A Polícia Federal revelou ao Supremo Tribunal Federal que a assessoria do Banco Master redigiu integralmente uma emenda constitucional e a entregou ao senador Ciro Nogueira (PP-PI) — inclusive com instruções para envio ao endereço residencial do parlamentar.
Em troca, segundo o documento da PF, Daniel Vorcaro bancava viagens internacionais de luxo e acomodações em hotéis de alto padrão para o senador, numa relação descrita pelos investigadores como “funcional e instrumental”.
O sigilo do relatório enviado ao ministro André Mendonça, do STF, foi retirado nesta terça-feira (16).
A ‘emenda Master’: texto do banco, protocolo no Senado
O ponto mais revelador do relatório da PF é a ‘emenda Master’ — apelido pelo qual o mercado passou a chamar a Emenda nº 11 à PEC nº 65/2023. O conteúdo da proposta foi inteiramente elaborado pela assessoria do Banco Master e repassado ao senador com orientações específicas, que incluíam a entrega do envelope diretamente no endereço residencial de Ciro Nogueira.
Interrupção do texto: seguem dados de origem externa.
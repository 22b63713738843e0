#![no_main]

use libfuzzer_sys::fuzz_target;
use llmclient::tool_accumulator::{ToolCallAccumulator, ToolCallDelta};

/// Grounded on `examples/original_source/tests/fuzz_tool_accum.c`: a byte
/// cursor drives a sequence of synthetic deltas against a real accumulator,
/// checking only that feeding garbage never panics (cap rejections are a
/// normal `Err`).
struct Cursor<'a> {
    data: &'a [u8],
    pos: usize,
}

impl<'a> Cursor<'a> {
    fn take_u8(&mut self) -> u8 {
        let b = self.data.get(self.pos).copied().unwrap_or(0);
        self.pos += 1;
        b
    }

    fn take_str(&mut self, max_len: usize) -> &'a str {
        let len = (self.take_u8() as usize % (max_len + 1)).min(self.data.len().saturating_sub(self.pos));
        let slice = &self.data[self.pos..self.pos + len];
        self.pos += len;
        std::str::from_utf8(slice).unwrap_or("")
    }
}

fuzz_target!(|data: &[u8]| {
    let mut cursor = Cursor { data, pos: 0 };
    let max_arg_bytes = match cursor.take_u8() {
        0 => 0,
        n => n as usize * 16,
    };
    let mut acc = ToolCallAccumulator::new(max_arg_bytes);

    while cursor.pos < data.len() {
        let index = cursor.take_u8() as u32 % 4;
        let has_id = cursor.take_u8() & 1 == 1;
        let has_kind = cursor.take_u8() & 1 == 1;
        let has_name = cursor.take_u8() & 1 == 1;
        let id = cursor.take_str(16);
        let kind = cursor.take_str(16);
        let name = cursor.take_str(16);
        let fragment = cursor.take_str(64);

        let delta = ToolCallDelta {
            id: has_id.then_some(id),
            kind: has_kind.then_some(kind),
            name: has_name.then_some(name),
            arguments_fragment: Some(fragment),
        };
        let _ = acc.feed(index, &delta);
        let _ = acc.completed_snapshot();
    }

    let _ = acc.finish_indexed();
});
A conclusão dos investigadores se apoia em evidências forenses: comunicações extraídas de celular apreendido, metadados de arquivos e uma comparação literal entre as minutas privadas produzidas pelo banco e o texto que foi protocolado no Senado Federal — sem alterações substantivas. Segundo a PF, o texto “foi integralmente concebido” pela assessoria vinculada ao Master.
Para os investigadores, a troca era direta: enquanto Nogueira usava o mandato para avançar os interesses do banco, Vorcaro retribuía com financiamento de viagens internacionais e hospedagens em hotéis de elevado padrão no exterior.
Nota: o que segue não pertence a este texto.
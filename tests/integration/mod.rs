mod fake_transport;

mod chat;
mod embeddings;
mod streaming;
mod tool_loop;
//! Client configuration: base URL, default model, timeouts, and resource
//! limits, loadable from a TOML file with graceful fallback to built-in
//! defaults.
//!
//! Grounded on the teacher's `config::load_config`/`OpenRouterConfig::default`
//! (`include_str!`'d default TOML, `toml` crate, fall back to defaults when
//! the file is absent, error out when it's present but malformed). The
//! teacher's model-preset-group feature (`programming`/`reasoning`/`free`
//! named groups, `src/config/model.rs`) has no counterpart in spec.md and
//! is dropped here — only the TOML-loading mechanism is kept.

use std::{fs, path::Path};

use serde::{Deserialize, Serialize};

use crate::error::ConfigError;
use crate::types::{Limits, Timeouts};

#[derive(Debug, Clone, Serialize, Deserialize)]
pub struct ClientConfig {
    #[serde(default = "default_base_url")]
    pub base_url: String,
    #[serde(default)]
    pub default_model: String,
    #[serde(default)]
    pub connect_timeout_ms: Option<u64>,
    #[serde(default)]
    pub overall_timeout_ms: Option<u64>,
    #[serde(default)]
    pub max_response_bytes: Option<usize>,
}

fn default_base_url() -> String {
    "https://openrouter.ai/api/v1".to_string()
}

impl Default for ClientConfig {
    fn default() -> Self {
        let default_config = include_str!("default_config.toml");
        toml::from_str(default_config).unwrap_or(Self {
            base_url: default_base_url(),
            default_model: String::new(),
            connect_timeout_ms: None,
            overall_timeout_ms: None,
            max_response_bytes: None,
        })
    }
}

impl ClientConfig {
    pub fn timeouts(&self) -> Timeouts {
        let defaults = Timeouts::default();
        Timeouts {
            connect_ms: self.connect_timeout_ms.unwrap_or(defaults.connect_ms),
            overall_ms: self.overall_timeout_ms.unwrap_or(defaults.overall_ms),
        }
    }

    pub fn limits(&self) -> Limits {
        let defaults = Limits::default();
        Limits {
            max_response_bytes: self.max_response_bytes.unwrap_or(defaults.max_response_bytes),
            ..defaults
        }
    }
}

/// Loads configuration from a TOML file, falling back to
/// [`ClientConfig::default`] when the file doesn't exist. A file that
/// exists but fails to parse is a hard error.
pub fn load_config(config_path: impl AsRef<Path>) -> Result<ClientConfig, ConfigError> {
    let config_path = config_path.as_ref();

    if !config_path.exists() {
        tracing::debug!(path = %config_path.display(), "config file absent, using defaults");
        return Ok(ClientConfig::default());
    }

    let content = fs::read_to_string(config_path).map_err(|e| ConfigError::Io {
        path: config_path.to_path_buf(),
        source: e,
    })?;

    toml::from_str(&content).map_err(|e| ConfigError::Parse {
        path: config_path.to_path_buf(),
        source: e,
    })
}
O padrão descrito no relatório não é inédito nas apurações. Semanas antes, a PF já havia mapeado um alinhamento político semelhante entre Vorcaro e o ex-governador Cláudio Castro, que teria direcionado bilhões do RioPrevidência ao Banco Master — o que sugere uma estratégia sistemática de captura de agentes públicos.
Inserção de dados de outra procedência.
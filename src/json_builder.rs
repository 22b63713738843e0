//! JSON request body assembly.
//!
//! String escaping matches `examples/original_source/src/json_build.c`'s
//! `append_json_string` byte-for-byte (`"`, `\`, `\b`, `\f`, `\n`, `\r`,
//! `\t`, everything else control goes through `\u00XX`). The C source also
//! merges caller-supplied `params_json`/`tooling_json` fragments into the
//! outer object by stripping their surrounding braces and splicing the
//! resulting text — spec.md §9 calls this out as fragile and suggests a
//! safer implementation would parse-and-remerge at the object level
//! instead. This crate takes that safer path: `merge_extra` below parses
//! the request into a `serde_json::Value::Object` and merges the extra
//! fields as object keys, so a caller-supplied fragment can never corrupt
//! the surrounding JSON structure.

use serde::Serialize;
use serde_json::{Map, Value};

use crate::error::Error;

/// Escape a string body (no surrounding quotes) the way the original
/// writer does. `serde_json` already does this internally for normal
/// serialization; this is exposed for callers building raw JSON
/// fragments by hand (e.g. tool schemas) outside of `#[derive(Serialize)]`.
pub fn escape_json_string(s: &str) -> String {
    let mut out = String::with_capacity(s.len() + 2);
    for c in s.chars() {
        match c {
            '"' => out.push_str("\\\""),
            '\\' => out.push_str("\\\\"),
            '\u{8}' => out.push_str("\\b"),
            '\u{c}' => out.push_str("\\f"),
            '\n' => out.push_str("\\n"),
            '\r' => out.push_str("\\r"),
            '\t' => out.push_str("\\t"),
            c if (c as u32) < 0x20 => out.push_str(&format!("\\u{:04x}", c as u32)),
            c => out.push(c),
        }
    }
    out
}

/// Serialize `request`, then merge `extra`'s keys into the resulting
/// object (extra keys win on conflict — matching the original's
/// append-after-required-fields splice order). Returns the final body
/// bytes.
pub fn serialize_with_extra<T: Serialize>(request: &T, extra: Option<&Map<String, Value>>) -> Result<Vec<u8>, Error> {
    let mut value = serde_json::to_value(request).map_err(|e| Error::json(e.to_string()))?;
    if let Some(extra) = extra {
        let Value::Object(obj) = &mut value else {
            return Err(Error::json("request did not serialize to a JSON object"));
        };
        for (k, v) in extra {
            obj.insert(k.clone(), v.clone());
        }
    }
    serde_json::to_vec(&value).map_err(|e| Error::json(e.to_string()))
}
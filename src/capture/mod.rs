// ABOUTME: Capture and encode layer normalizing camera frames and file uploads
// ABOUTME: Everything downstream sees one CapturedImage shape regardless of source
//
// SPDX-License-Identifier: MIT OR Apache-2.0
// Copyright (c) 2025 Pierre Fitness Intelligence

//! # Capture & Encode
//!
//! Two entry points, one output: a camera frame frozen to a JPEG still, or a
//! user-selected file validated without decoding. Both produce a
//! [`crate::models::CapturedImage`], so the recognition client never needs
//! to know where an image came from.

pub mod encode;
pub mod upload;

pub use encode::{capture_frame, encode_frame};
pub use upload::{from_file, from_file_with_limit, from_path};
O inquérito, que tramita no STF sob relatoria do ministro André Mendonça, aponta que o esquema foi construído com camadas de proteção: o uso de terceiros e empresas interpostas buscava mascarar a origem e o destino dos recursos, dificultando a rastreabilidade financeira das vantagens repassadas ao senador.
Defesa nega participação em atos ilícitos
Em maio, quando a PF mirou Ciro Nogueira em operação ligada ao Caso Master, seus advogados divulgaram nota afirmando que o senador está comprometido em contribuir com a Justiça e “à disposição para esclarecimentos”. A defesa também repudiou “qualquer ilação de ilicitude sobre suas condutas, especialmente em sua atuação parlamentar”.
As evidências que embasam as conclusões sobre Nogueira foram extraídas dos mesmos aparelhos que revelaram um alcance ainda mais perturbador das atividades de Vorcaro. Nos mesmos celulares apreendidos, a PF encontrou indícios de que o banqueiro recorreu a milícia privada para atacar adversários e acessar dados sigilosos — enquanto tenta, em paralelo, fechar acordo de delação premiada com as autoridades.